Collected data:
:::::

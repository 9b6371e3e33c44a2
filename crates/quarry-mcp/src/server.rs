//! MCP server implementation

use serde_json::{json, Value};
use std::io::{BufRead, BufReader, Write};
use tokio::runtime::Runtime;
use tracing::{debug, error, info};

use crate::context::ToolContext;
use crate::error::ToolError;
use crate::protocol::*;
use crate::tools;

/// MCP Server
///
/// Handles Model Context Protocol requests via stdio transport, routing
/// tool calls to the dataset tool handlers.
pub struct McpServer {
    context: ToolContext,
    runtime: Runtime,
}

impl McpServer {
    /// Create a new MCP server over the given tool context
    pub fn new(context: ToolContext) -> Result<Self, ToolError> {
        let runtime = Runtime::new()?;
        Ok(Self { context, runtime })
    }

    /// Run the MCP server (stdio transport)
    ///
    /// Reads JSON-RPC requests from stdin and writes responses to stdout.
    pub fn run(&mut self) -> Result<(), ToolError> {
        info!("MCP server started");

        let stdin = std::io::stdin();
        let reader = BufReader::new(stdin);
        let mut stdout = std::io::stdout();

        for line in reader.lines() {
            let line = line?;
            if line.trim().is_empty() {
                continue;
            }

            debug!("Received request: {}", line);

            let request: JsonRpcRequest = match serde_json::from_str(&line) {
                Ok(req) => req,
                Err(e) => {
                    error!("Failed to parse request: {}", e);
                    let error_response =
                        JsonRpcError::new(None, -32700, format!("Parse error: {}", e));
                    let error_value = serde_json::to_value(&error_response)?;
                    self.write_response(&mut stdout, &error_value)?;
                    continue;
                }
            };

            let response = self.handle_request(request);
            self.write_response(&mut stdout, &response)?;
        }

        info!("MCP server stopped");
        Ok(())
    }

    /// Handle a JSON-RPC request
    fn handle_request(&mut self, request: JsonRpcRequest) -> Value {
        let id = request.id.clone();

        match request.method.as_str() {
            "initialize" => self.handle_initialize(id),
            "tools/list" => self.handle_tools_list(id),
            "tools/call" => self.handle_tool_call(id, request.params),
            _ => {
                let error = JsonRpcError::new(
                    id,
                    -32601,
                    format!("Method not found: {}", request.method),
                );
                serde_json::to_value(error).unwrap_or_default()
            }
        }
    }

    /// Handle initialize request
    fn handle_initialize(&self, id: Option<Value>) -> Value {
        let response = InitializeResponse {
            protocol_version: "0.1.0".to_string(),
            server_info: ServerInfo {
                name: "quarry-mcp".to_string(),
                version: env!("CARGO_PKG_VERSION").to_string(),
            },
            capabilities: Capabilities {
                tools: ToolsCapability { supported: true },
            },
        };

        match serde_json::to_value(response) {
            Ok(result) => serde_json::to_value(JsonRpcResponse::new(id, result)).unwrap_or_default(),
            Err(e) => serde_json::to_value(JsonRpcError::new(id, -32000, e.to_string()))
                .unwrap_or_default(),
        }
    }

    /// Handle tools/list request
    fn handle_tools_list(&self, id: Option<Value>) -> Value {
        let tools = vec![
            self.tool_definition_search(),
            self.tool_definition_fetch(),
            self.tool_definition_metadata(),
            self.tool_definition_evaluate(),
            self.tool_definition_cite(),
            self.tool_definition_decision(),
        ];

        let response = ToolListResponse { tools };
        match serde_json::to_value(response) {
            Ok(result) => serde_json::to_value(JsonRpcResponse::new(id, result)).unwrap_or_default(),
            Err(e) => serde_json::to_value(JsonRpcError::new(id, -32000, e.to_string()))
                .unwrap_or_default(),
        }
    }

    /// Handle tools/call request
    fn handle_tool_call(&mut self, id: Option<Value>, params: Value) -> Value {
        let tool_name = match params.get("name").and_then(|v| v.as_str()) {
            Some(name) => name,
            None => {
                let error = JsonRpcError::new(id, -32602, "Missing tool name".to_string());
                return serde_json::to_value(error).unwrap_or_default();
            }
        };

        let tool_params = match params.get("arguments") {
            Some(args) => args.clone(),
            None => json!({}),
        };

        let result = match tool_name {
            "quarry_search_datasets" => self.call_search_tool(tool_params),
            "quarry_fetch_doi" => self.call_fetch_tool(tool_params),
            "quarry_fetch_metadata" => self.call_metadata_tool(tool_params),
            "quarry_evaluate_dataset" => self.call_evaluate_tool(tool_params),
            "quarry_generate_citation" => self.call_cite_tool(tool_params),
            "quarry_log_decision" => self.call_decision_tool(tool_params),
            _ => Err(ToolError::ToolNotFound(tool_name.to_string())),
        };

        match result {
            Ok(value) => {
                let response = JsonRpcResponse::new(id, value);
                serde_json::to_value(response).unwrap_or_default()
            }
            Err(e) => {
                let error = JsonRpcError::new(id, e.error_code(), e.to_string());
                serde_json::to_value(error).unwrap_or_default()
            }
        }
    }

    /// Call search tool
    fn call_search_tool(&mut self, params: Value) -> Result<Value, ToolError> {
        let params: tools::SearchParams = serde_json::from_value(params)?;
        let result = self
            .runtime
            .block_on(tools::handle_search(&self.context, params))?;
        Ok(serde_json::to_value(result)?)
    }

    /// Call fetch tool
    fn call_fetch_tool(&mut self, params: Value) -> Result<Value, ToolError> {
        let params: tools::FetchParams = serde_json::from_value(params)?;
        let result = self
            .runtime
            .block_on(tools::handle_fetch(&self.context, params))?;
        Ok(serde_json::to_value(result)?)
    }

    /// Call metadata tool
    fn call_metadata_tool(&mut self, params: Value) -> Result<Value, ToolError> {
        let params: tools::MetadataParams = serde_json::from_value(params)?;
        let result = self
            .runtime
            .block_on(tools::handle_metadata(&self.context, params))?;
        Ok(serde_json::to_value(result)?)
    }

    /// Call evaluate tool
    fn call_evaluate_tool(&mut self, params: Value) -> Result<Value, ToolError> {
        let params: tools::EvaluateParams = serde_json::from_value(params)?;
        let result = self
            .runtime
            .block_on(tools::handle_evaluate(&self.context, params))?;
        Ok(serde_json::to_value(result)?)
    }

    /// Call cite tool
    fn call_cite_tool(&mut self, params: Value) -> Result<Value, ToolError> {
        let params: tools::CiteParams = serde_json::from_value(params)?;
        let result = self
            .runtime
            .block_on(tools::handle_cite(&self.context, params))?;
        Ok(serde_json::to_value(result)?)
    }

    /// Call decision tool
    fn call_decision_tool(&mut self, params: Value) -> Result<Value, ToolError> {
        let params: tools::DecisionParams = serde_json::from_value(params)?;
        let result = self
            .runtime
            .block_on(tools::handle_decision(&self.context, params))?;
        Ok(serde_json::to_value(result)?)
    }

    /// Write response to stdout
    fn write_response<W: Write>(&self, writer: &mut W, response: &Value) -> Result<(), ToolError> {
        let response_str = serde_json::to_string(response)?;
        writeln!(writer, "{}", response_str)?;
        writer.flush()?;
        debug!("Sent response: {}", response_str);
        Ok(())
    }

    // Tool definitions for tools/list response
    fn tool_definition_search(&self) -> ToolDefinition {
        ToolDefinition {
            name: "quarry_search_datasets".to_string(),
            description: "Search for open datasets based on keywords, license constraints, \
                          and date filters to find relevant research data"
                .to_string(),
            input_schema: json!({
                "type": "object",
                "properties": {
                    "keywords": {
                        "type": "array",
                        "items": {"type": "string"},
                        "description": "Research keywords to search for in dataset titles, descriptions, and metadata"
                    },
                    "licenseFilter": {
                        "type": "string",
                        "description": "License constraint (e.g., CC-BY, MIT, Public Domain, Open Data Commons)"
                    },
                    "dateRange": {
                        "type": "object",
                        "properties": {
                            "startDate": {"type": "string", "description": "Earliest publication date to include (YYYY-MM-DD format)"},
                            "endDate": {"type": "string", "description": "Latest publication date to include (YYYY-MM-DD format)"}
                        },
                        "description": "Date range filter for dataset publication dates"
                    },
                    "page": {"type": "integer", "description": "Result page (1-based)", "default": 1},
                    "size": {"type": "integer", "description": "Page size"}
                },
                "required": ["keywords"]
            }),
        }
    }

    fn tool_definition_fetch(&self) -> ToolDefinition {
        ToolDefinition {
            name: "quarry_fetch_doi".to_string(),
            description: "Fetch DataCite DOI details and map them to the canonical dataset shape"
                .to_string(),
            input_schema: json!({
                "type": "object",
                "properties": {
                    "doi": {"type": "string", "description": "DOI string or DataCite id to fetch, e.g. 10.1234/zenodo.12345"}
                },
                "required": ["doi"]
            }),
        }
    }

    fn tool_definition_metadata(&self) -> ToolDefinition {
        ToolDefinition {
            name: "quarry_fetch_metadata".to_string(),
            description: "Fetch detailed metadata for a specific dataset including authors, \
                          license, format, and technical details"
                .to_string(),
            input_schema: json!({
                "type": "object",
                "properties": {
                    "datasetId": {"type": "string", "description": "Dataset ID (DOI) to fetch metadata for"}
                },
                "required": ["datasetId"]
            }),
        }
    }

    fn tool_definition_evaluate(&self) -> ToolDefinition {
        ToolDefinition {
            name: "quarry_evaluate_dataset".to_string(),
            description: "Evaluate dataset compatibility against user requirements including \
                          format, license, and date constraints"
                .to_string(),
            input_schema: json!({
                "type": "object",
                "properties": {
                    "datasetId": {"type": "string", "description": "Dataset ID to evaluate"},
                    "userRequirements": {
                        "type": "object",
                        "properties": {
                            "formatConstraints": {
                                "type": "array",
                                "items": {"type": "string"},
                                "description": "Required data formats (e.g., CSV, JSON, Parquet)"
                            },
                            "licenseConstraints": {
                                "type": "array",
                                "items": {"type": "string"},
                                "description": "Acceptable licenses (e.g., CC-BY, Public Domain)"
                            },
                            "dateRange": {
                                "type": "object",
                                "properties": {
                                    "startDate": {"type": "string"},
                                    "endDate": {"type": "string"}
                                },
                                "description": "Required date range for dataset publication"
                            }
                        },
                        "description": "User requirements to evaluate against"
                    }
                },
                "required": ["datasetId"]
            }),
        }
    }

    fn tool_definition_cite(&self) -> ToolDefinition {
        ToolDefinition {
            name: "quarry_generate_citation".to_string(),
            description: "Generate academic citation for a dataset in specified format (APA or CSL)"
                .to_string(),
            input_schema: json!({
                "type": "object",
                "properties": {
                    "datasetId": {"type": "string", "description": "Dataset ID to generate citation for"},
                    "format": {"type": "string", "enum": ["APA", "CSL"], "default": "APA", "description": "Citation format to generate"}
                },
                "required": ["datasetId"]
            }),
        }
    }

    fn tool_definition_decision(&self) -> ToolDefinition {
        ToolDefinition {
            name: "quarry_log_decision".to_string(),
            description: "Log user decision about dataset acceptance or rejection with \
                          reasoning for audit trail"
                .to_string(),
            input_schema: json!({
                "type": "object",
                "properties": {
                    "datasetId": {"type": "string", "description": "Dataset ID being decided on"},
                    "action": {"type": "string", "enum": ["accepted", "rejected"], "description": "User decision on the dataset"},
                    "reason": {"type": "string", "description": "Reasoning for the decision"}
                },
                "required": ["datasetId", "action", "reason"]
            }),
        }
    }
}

:::::

* _Task item_: Some lines in the data above may hold the word "requests". Say how many, with no other words.

* _Exercise result_: 2